Influences of Meningeal Cells on the Development of the Brain

Most epithelia are unable to develop in the absence of their surroundings mesenchyme, and the latter influences such fundamental events in epithelial development as cell proliferation, branching morphogenesis and functional differentiation (reviews in Grobstein, 1955; Wessells, 1977; Bernfield and Banerjee, 1978; Hay, 1981, 1984; Cunha et al., 1983; Bernfield et al., 1984). Already the earliest stages of neural development, i.e., the formation of the neural plate in the dorsal ectoderm of the gastrula, are induced by the underlying mesoderm (reviews in Spemann, 1938; Jacobson, 1984). In the spinal cord this neural induction is followed by a series of tissue interactions between neural plate and neural tube on the one hand and the adjacent chorda dorsalis and the somites on the other hand which result in the characteristic shape of the developing spinal cord (see van Straaten and Drukker, this volume). Little is known about similar influences on the development of the brain, yet the mesenchymal partner in such tissue interactions would be the meninges, and the occurrence and significance of a postulated mesenchymal-epithelial interaction during brain development can be assessed if the meningeal cells are eliminated in different stages of CNS ontogeny.
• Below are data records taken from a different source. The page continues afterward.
//! Error types and API response structures

use super::codes::ErrorCode;
use http::StatusCode;
use serde::{Deserialize, Serialize};
use serde_json::Value;
use std::collections::HashMap;
use thiserror::Error;

/// Application error with structured error code and details
///
/// This is the primary error type for the admin backend, providing:
/// - Standardized error codes via [`ErrorCode`]
/// - Human-readable messages
/// - Optional structured details for debugging
#[derive(Debug, Clone, Error)]
#[error("{message}")]
pub struct AppError {
    /// The error code identifying the type of error
    pub code: ErrorCode,
    /// Human-readable error message
    pub message: String,
    /// Optional additional details (field-level errors, context, etc.)
    pub details: Option<HashMap<String, Value>>,
}

impl AppError {
    /// Create a new error with the default message for the error code
    pub fn new(code: ErrorCode) -> Self {
        Self {
            message: code.message().to_string(),
            code,
            details: None,
        }
    }

    /// Create a new error with a custom message
    pub fn with_message(code: ErrorCode, message: impl Into<String>) -> Self {
        Self {
            code,
            message: message.into(),
            details: None,
        }
    }

    /// Add a detail entry to this error
    pub fn with_detail(mut self, key: impl Into<String>, value: impl Into<Value>) -> Self {
        self.details
            .get_or_insert_with(HashMap::new)
            .insert(key.into(), value.into());
        self
    }

    /// Get the HTTP status code for this error
    pub fn http_status(&self) -> StatusCode {
        self.code.http_status()
    }

    // ==================== Convenience constructors ====================

    /// Create a validation error
    pub fn validation(msg: impl Into<String>) -> Self {
        Self::with_message(ErrorCode::ValidationFailed, msg)
    }

    /// Create a not found error
    pub fn not_found(resource: impl Into<String>) -> Self {
        let r = resource.into();
        Self::with_message(ErrorCode::NotFound, format!("{} not found", r))
            .with_detail("resource", r)
    }

    /// Create a not authenticated error
    pub fn not_authenticated() -> Self {
        Self::new(ErrorCode::NotAuthenticated)
    }

    /// Create an internal error
    pub fn internal(msg: impl Into<String>) -> Self {
        Self::with_message(ErrorCode::InternalError, msg)
    }

    /// Create a database error
    pub fn database(msg: impl Into<String>) -> Self {
        Self::with_message(ErrorCode::DatabaseError, msg)
    }

    /// Create an invalid request error
    pub fn invalid_request(msg: impl Into<String>) -> Self {
        Self::with_message(ErrorCode::InvalidRequest, msg)
    }

    /// Create an invalid token error
    pub fn invalid_token(msg: impl Into<String>) -> Self {
        Self::with_message(ErrorCode::TokenInvalid, msg)
    }

    /// Create a token expired error
    pub fn token_expired() -> Self {
        Self::new(ErrorCode::TokenExpired)
    }

    /// Create an unauthorized error (alias for not_authenticated)
    pub fn unauthorized() -> Self {
        Self::new(ErrorCode::NotAuthenticated)
    }
}

/// Unified API response structure
///
/// Provides a consistent response format for all API endpoints:
/// - `code`: Error code (0 for success)
/// - `message`: Human-readable message
/// - `data`: Response payload (on success)
/// - `details`: Additional error details (on failure)
#[derive(Debug, Clone, Serialize, Deserialize)]
pub struct ApiResponse<T> {
    /// Error code (0 for success, non-zero for errors)
    #[serde(skip_serializing_if = "Option::is_none")]
    pub code: Option<u16>,
    /// Human-readable message
    pub message: String,
    /// Response data (present on success)
    #[serde(skip_serializing_if = "Option::is_none")]
    pub data: Option<T>,
    /// Additional error details (present on failure)
    #[serde(skip_serializing_if = "Option::is_none")]
    pub details: Option<HashMap<String, Value>>,
}

impl<T> ApiResponse<T> {
    /// Create a success response with data
    pub fn success(data: T) -> Self {
        Self {
            code: Some(0),
            message: "OK".to_string(),
            data: Some(data),
            details: None,
        }
    }
}

impl ApiResponse<()> {
    /// Create a success response without data
    pub fn ok() -> Self {
        Self {
            code: Some(0),
            message: "OK".to_string(),
            data: None,
            details: None,
        }
    }

    /// Create an error response from an AppError
    pub fn error(err: &AppError) -> Self {
        Self {
            code: Some(err.code.code()),
            message: err.message.clone(),
            data: None,
            details: err.details.clone(),
        }
    }
}

impl<T> From<AppError> for ApiResponse<T> {
    fn from(err: AppError) -> Self {
        Self {
            code: Some(err.code.code()),
            message: err.message,
            data: None,
            details: err.details,
        }
    }
}

/// Type alias for Result with AppError
pub type AppResult<T> = Result<T, AppError>;

// ===== Axum Integration =====

impl axum::response::IntoResponse for AppError {
    fn into_response(self) -> axum::response::Response {
        use axum::Json;

        let status = self.http_status();
        let body = ApiResponse::<()>::error(&self);

        // Log system errors
        if matches!(self.code.category(), super::category::ErrorCategory::System) {
            tracing::error!(
                code = %self.code,
                message = %self.message,
                "System error occurred"
            );
        }

        (status, Json(body)).into_response()
    }
}

impl<T: Serialize> axum::response::IntoResponse for ApiResponse<T> {
    fn into_response(self) -> axum::response::Response {
        use super::codes::ErrorCode;
        use axum::Json;

        let status = if self.code == Some(0) || self.code.is_none() {
            http::StatusCode::OK
        } else {
            ErrorCode::try_from(self.code.unwrap_or(1))
                .map(|c| c.http_status())
                .unwrap_or(http::StatusCode::INTERNAL_SERVER_ERROR)
        };

        (status, Json(self)).into_response()
    }
}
In this article we will summarize the evidence collected in our laboratories over the last few years on the influences of meningeal cells on brain development, which we have obtained utilizing a pharmocological method for the selective destruction of meningeal cells. These findings show that in addition to secreting as yet unidentified, probably diffusible molecules stimulating cell proliferation (see Gensburger et al., and Pehlemann et al. this volume), the meningeal cells stabilize the external surface of the cerebellum and hippocampus by producing components of both the interstitial matrix and the basal lamina and thus form the foundation of the radial glial scaffold presenr in these regions which, is involved in establishing the pattern of folia and laminae by guiding neuronal migration.